Утро вечера мудренее — так, что ли?
Значит, спать, спать, а утром они с Зоей во всем разберутся.
* * *
Пробуждение оказалось резким — ему что-то упало прямо на голову.
Нитка, на которой висел Ангел, лопнула, а почему — непонятно: кто их, ангелов, разберет, с ними никогда ничего не ясно.
Павел ругнулся спросонья, увидев рядом с собой Зоину куклу с крыльями. А еще он увидел, что Зои нет рядом.
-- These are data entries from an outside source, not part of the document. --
//! Sampling statistics

use std::time::Duration;

use serde::Serialize;
use tokio::time::Instant;

use super::EngineStatus;

/// Counters kept by the sampling loop, reset on every start
#[derive(Debug, Clone, Copy, Default)]
pub(crate) struct Counters {
    pub sample_count: u64,
    pub error_count: u64,
    pub consecutive_errors: u32,
}

/// Snapshot of the sampling engine's health
#[derive(Debug, Clone, Serialize)]
pub struct EngineStats {
    pub status: EngineStatus,
    /// Successful cycles since start
    pub sample_count: u64,
    /// Failed cycles since start
    pub error_count: u64,
    pub consecutive_errors: u32,
    /// Achieved sample rate since start
    pub current_hz: f64,
    #[serde(with = "duration_secs")]
    pub uptime: Duration,
}

impl EngineStats {
    pub(crate) fn new(
        status: EngineStatus,
        counters: Counters,
        started_at: Option<Instant>,
        stopped_at: Option<Instant>,
    ) -> Self {
        let uptime = match (started_at, stopped_at) {
            (Some(start), Some(stop)) => stop.saturating_duration_since(start),
            (Some(start), None) => start.elapsed(),
            _ => Duration::ZERO,
        };
        let secs = uptime.as_secs_f64();
        let current_hz = if secs > 0.0 {
            counters.sample_count as f64 / secs
        } else {
            0.0
        };
        Self {
            status,
            sample_count: counters.sample_count,
            error_count: counters.error_count,
            consecutive_errors: counters.consecutive_errors,
            current_hz,
            uptime,
        }
    }
}

mod duration_secs {
    use std::time::Duration;

    use serde::Serializer;

    pub fn serialize<S: Serializer>(d: &Duration, s: S) -> Result<S::Ok, S::Error> {
        s.serialize_f64(d.as_secs_f64())
    }
}
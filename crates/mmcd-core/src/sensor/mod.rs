//! Sensor definition table
//!
//! Slot indices are fixed: they are what the native and legacy log formats
//! store, so the table layout must not change.

mod convert;

pub use convert::{Conversion, UnitSystem};

use serde::Serialize;

use crate::sample::MAX_SENSORS;

/// Engine speed slot
pub const SLOT_RPM: usize = 17;
/// Injector pulse width slot
pub const SLOT_INJP: usize = 19;
/// Injector duty cycle slot (computed, never queried)
pub const SLOT_INJD: usize = 20;

/// Slugs logged by default when the user does not pick sensors
pub const COMMON_SLUGS: &[&str] = &["RPM", "TPS", "COOL", "TIMA", "KNCK", "INJP", "O2-R", "BATT"];

/// One sensor slot
#[derive(Debug, Clone, Serialize)]
pub struct SensorDefinition {
    /// ECU address, `None` when the slot is not queried
    pub address: Option<u8>,
    /// Short name (up to 4 characters)
    pub slug: &'static str,
    pub description: &'static str,
    /// Display unit
    pub unit: &'static str,
    /// Whether the slot is active
    pub exists: bool,
    /// Derived from other slots instead of queried
    pub computed: bool,
    pub conversion: Conversion,
}

impl SensorDefinition {
    const fn polled(
        address: u8,
        slug: &'static str,
        description: &'static str,
        unit: &'static str,
        conversion: Conversion,
    ) -> Self {
        Self {
            address: Some(address),
            slug,
            description,
            unit,
            exists: true,
            computed: false,
            conversion,
        }
    }

    const fn unused(address: Option<u8>) -> Self {
        Self {
            address,
            slug: "",
            description: "",
            unit: "",
            exists: false,
            computed: false,
            conversion: Conversion::Decimal,
        }
    }

    /// ECU address if this slot is queried over the wire
    pub fn query_address(&self) -> Option<u8> {
        if self.exists && !self.computed {
            self.address
        } else {
            None
        }
    }

    pub fn convert(&self, raw: u8, units: UnitSystem) -> f64 {
        self.conversion.convert(raw, units)
    }

    pub fn format(&self, raw: u8, units: UnitSystem) -> String {
        self.conversion.format(raw, units)
    }
}

/// Slots involved in the injector duty-cycle computation
#[derive(Debug, Clone, Copy, PartialEq, Eq)]
pub struct DutyCycleSlots {
    pub engine_speed: usize,
    pub pulse_width: usize,
    pub duty_cycle: usize,
}

/// The 32-slot sensor table
#[derive(Debug, Clone)]
pub struct SensorTable {
    defs: Vec<SensorDefinition>,
    duty_cycle: Option<DutyCycleSlots>,
}

impl Default for SensorTable {
    fn default() -> Self {
        Self::new(default_definitions())
    }
}

impl SensorTable {
    /// Build a table from explicit definitions
    ///
    /// Missing trailing slots are filled with inactive entries; extra
    /// entries beyond 32 are dropped.
    pub fn new(mut defs: Vec<SensorDefinition>) -> Self {
        defs.truncate(MAX_SENSORS);
        while defs.len() < MAX_SENSORS {
            defs.push(SensorDefinition::unused(None));
        }
        let find = |slug: &str| defs.iter().position(|d| d.slug == slug);
        let duty_cycle = match (find("RPM"), find("INJP"), find("INJD")) {
            (Some(engine_speed), Some(pulse_width), Some(duty_cycle)) => Some(DutyCycleSlots {
                engine_speed,
                pulse_width,
                duty_cycle,
            }),
            _ => None,
        };
        Self { defs, duty_cycle }
    }

    pub fn get(&self, idx: usize) -> Option<&SensorDefinition> {
        self.defs.get(idx)
    }

    /// Iterate over `(slot, definition)` pairs
    pub fn iter(&self) -> impl Iterator<Item = (usize, &SensorDefinition)> {
        self.defs.iter().enumerate()
    }

    /// Address to query for slot `idx`, if it is active, wire-sourced and addressable
    pub fn query_address(&self, idx: usize) -> Option<u8> {
        self.defs.get(idx).and_then(SensorDefinition::query_address)
    }

    pub fn find_by_slug(&self, slug: &str) -> Option<(usize, &SensorDefinition)> {
        self.iter()
            .find(|(_, d)| !d.slug.is_empty() && d.slug.eq_ignore_ascii_case(slug))
    }

    pub fn find_by_address(&self, address: u8) -> Option<(usize, &SensorDefinition)> {
        self.iter()
            .find(|(_, d)| d.exists && d.address == Some(address))
    }

    /// Resolve slugs to slot indices
    ///
    /// Returns the resolved indices and the slugs that matched nothing.
    pub fn slugs_to_indices<S: AsRef<str>>(&self, slugs: &[S]) -> (Vec<usize>, Vec<String>) {
        let mut indices = Vec::new();
        let mut unknown = Vec::new();
        for slug in slugs {
            match self.find_by_slug(slug.as_ref()) {
                Some((idx, _)) => indices.push(idx),
                None => unknown.push(slug.as_ref().to_string()),
            }
        }
        (indices, unknown)
    }

    /// Every slot that can be queried over the wire
    pub fn pollable_indices(&self) -> Vec<usize> {
        (0..self.defs.len())
            .filter(|&idx| self.query_address(idx).is_some())
            .collect()
    }

    /// The default logging subset
    pub fn common_indices(&self) -> Vec<usize> {
        self.slugs_to_indices(COMMON_SLUGS).0
    }

    /// Slots used by the duty-cycle computation, if the table defines all three
    pub fn duty_cycle_slots(&self) -> Option<DutyCycleSlots> {
        self.duty_cycle
    }

    /// `indices` plus the derived duty-cycle slot when both of its sources
    /// are included, sorted and without duplicates
    pub fn with_derived(&self, indices: &[usize]) -> Vec<usize> {
        let mut out = indices.to_vec();
        if let Some(slots) = self.duty_cycle {
            if out.contains(&slots.engine_speed) && out.contains(&slots.pulse_width) {
                out.push(slots.duty_cycle);
            }
        }
        out.sort_unstable();
        out.dedup();
        out
    }
}

fn default_definitions() -> Vec<SensorDefinition> {
    use Conversion::*;

    let mut defs = vec![
        SensorDefinition::unused(None),
        SensorDefinition::polled(0x00, "FLG0", "Flags 0 (AC clutch)", "flags", Flags0),
        SensorDefinition::polled(0x02, "FLG2", "Flags 2 (TDC/PS/AC/PN/Idle)", "flags", Flags2),
        SensorDefinition::polled(0x06, "TIMA", "Timing advance", "deg", TimingAdvance),
        SensorDefinition::polled(0x07, "COOL", "Coolant temp", "deg", CoolantTemp),
        SensorDefinition::polled(0x0C, "FTRL", "Fuel trim low", "%", FuelTrim),
        SensorDefinition::polled(0x0D, "FTRM", "Fuel trim middle", "%", FuelTrim),
        SensorDefinition::polled(0x0E, "FTRH", "Fuel trim high", "%", FuelTrim),
        SensorDefinition::polled(0x0F, "FTO2", "O2 feedback trim", "%", FuelTrim),
        SensorDefinition::polled(0x12, "EGRT", "EGR temp", "deg", EgrTemp),
        SensorDefinition::polled(0x13, "O2-R", "O2 sensor (rear)", "V", Oxygen),
        SensorDefinition::polled(0x14, "BATT", "Battery", "V", Battery),
        SensorDefinition::polled(0x15, "BARO", "Barometer", "bar", Barometer),
        SensorDefinition::polled(0x16, "ISC", "ISC position", "%", Percent),
        SensorDefinition::polled(0x17, "TPS", "Throttle position", "%", Percent),
        SensorDefinition::polled(0x1A, "MAFS", "Mass air flow", "Hz", AirFlow),
        SensorDefinition::polled(0x1D, "ACLE", "Accel enrichment", "%", Percent),
        SensorDefinition::polled(0x21, "RPM", "Engine speed", "rpm", EngineSpeed),
        SensorDefinition::polled(0x26, "KNCK", "Knock sum", "count", Decimal),
        SensorDefinition::polled(0x29, "INJP", "Inj pulse width", "ms", InjectorPulse),
        SensorDefinition {
            address: None,
            slug: "INJD",
            description: "Inj duty cycle",
            unit: "%",
            exists: true,
            computed: true,
            conversion: FuelTrim,
        },
        SensorDefinition::polled(0x3A, "AIRT", "Air temp", "deg", AirTemp),
        SensorDefinition::polled(0x3E, "O2-F", "O2 sensor (front)", "V", Oxygen),
    ];
    // Spare slots, kept inactive
    let used = defs.len();
    defs.extend((used..MAX_SENSORS).map(|_| SensorDefinition::unused(Some(0x00))));
    defs
}

#[cfg(test)]
mod tests {
    use super::*;
    use pretty_assertions::assert_eq;

    #[test]
    fn test_default_table_shape() {
        let table = SensorTable::default();
        assert_eq!(table.iter().count(), MAX_SENSORS);
        assert_eq!(table.get(SLOT_RPM).unwrap().slug, "RPM");
        assert_eq!(table.get(SLOT_INJP).unwrap().slug, "INJP");
        assert_eq!(table.get(SLOT_INJD).unwrap().slug, "INJD");
        assert!(table.get(SLOT_INJD).unwrap().computed);
        assert!(!table.get(0).unwrap().exists);
        assert!(!table.get(31).unwrap().exists);
    }

    #[test]
    fn test_all_query_addresses_below_command_range() {
        let table = SensorTable::default();
        for idx in table.pollable_indices() {
            assert!(table.query_address(idx).unwrap() < 0xC0);
        }
    }

    #[test]
    fn test_with_derived() {
        let table = SensorTable::default();
        assert_eq!(
            table.with_derived(&[SLOT_INJP, 4, SLOT_RPM]),
            vec![4, SLOT_RPM, SLOT_INJP, SLOT_INJD]
        );
        assert_eq!(table.with_derived(&[SLOT_RPM, 4]), vec![4, SLOT_RPM]);
        assert_eq!(
            table.with_derived(&[SLOT_RPM, SLOT_INJP, SLOT_INJD]),
            vec![SLOT_RPM, SLOT_INJP, SLOT_INJD]
        );
    }

    #[test]
    fn test_computed_and_inactive_not_pollable() {
        let table = SensorTable::default();
        let pollable = table.pollable_indices();
        assert_eq!(pollable.len(), 21);
        assert!(!pollable.contains(&SLOT_INJD));
        assert!(!pollable.contains(&0));
        assert!(!pollable.contains(&25));
        assert_eq!(table.query_address(SLOT_INJD), None);
    }

    #[test]
    fn test_find_by_slug_and_address() {
        let table = SensorTable::default();
        assert_eq!(table.find_by_slug("rpm").map(|(i, _)| i), Some(SLOT_RPM));
        assert_eq!(table.find_by_address(0x29).map(|(i, _)| i), Some(SLOT_INJP));
        assert!(table.find_by_slug("").is_none());
        assert!(table.find_by_address(0xFF).is_none());
    }

    #[test]
    fn test_slugs_to_indices_reports_unknown() {
        let table = SensorTable::default();
        let (indices, unknown) = table.slugs_to_indices(&["RPM", "NOPE", "TPS"]);
        assert_eq!(indices, vec![17, 14]);
        assert_eq!(unknown, vec!["NOPE".to_string()]);
    }

    #[test]
    fn test_common_indices() {
        let table = SensorTable::default();
        assert_eq!(table.common_indices(), vec![17, 14, 4, 3, 18, 19, 10, 11]);
    }

    #[test]
    fn test_duty_cycle_slots() {
        let slots = SensorTable::default().duty_cycle_slots().unwrap();
        assert_eq!(slots.engine_speed, SLOT_RPM);
        assert_eq!(slots.pulse_width, SLOT_INJP);
        assert_eq!(slots.duty_cycle, SLOT_INJD);

        let partial = SensorTable::new(vec![]);
        assert!(partial.duty_cycle_slots().is_none());
    }
}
И тут он почему-то сразу все понял и бросился на крышу.
Зоя стояла на самом краю в одном платье, подол колыхался на ветру.
— Нет! — закричал Павел. — Не смей!
* * *
Нимфа была безутешна:
— Подумать только, он ушел!
— Кто он? — переспросил Рыцарь.
— Этот мужчина, Иван! Ушел от нее! Как же так?! Представляешь, я им все устроила, создала условия, декорации, вон сколько снега насыпала — автомобилистов не пожалела! А они, между прочим, недовольны! Целую историю выстроила, чтобы ее с ним свести, а он ушел…
— Ты расстроена?
— Я ожидала другого финала, — грустно призналась Нимфа.
— Не огорчайся! Финал всегда можно переписать! — рассмеялся Рыцарь.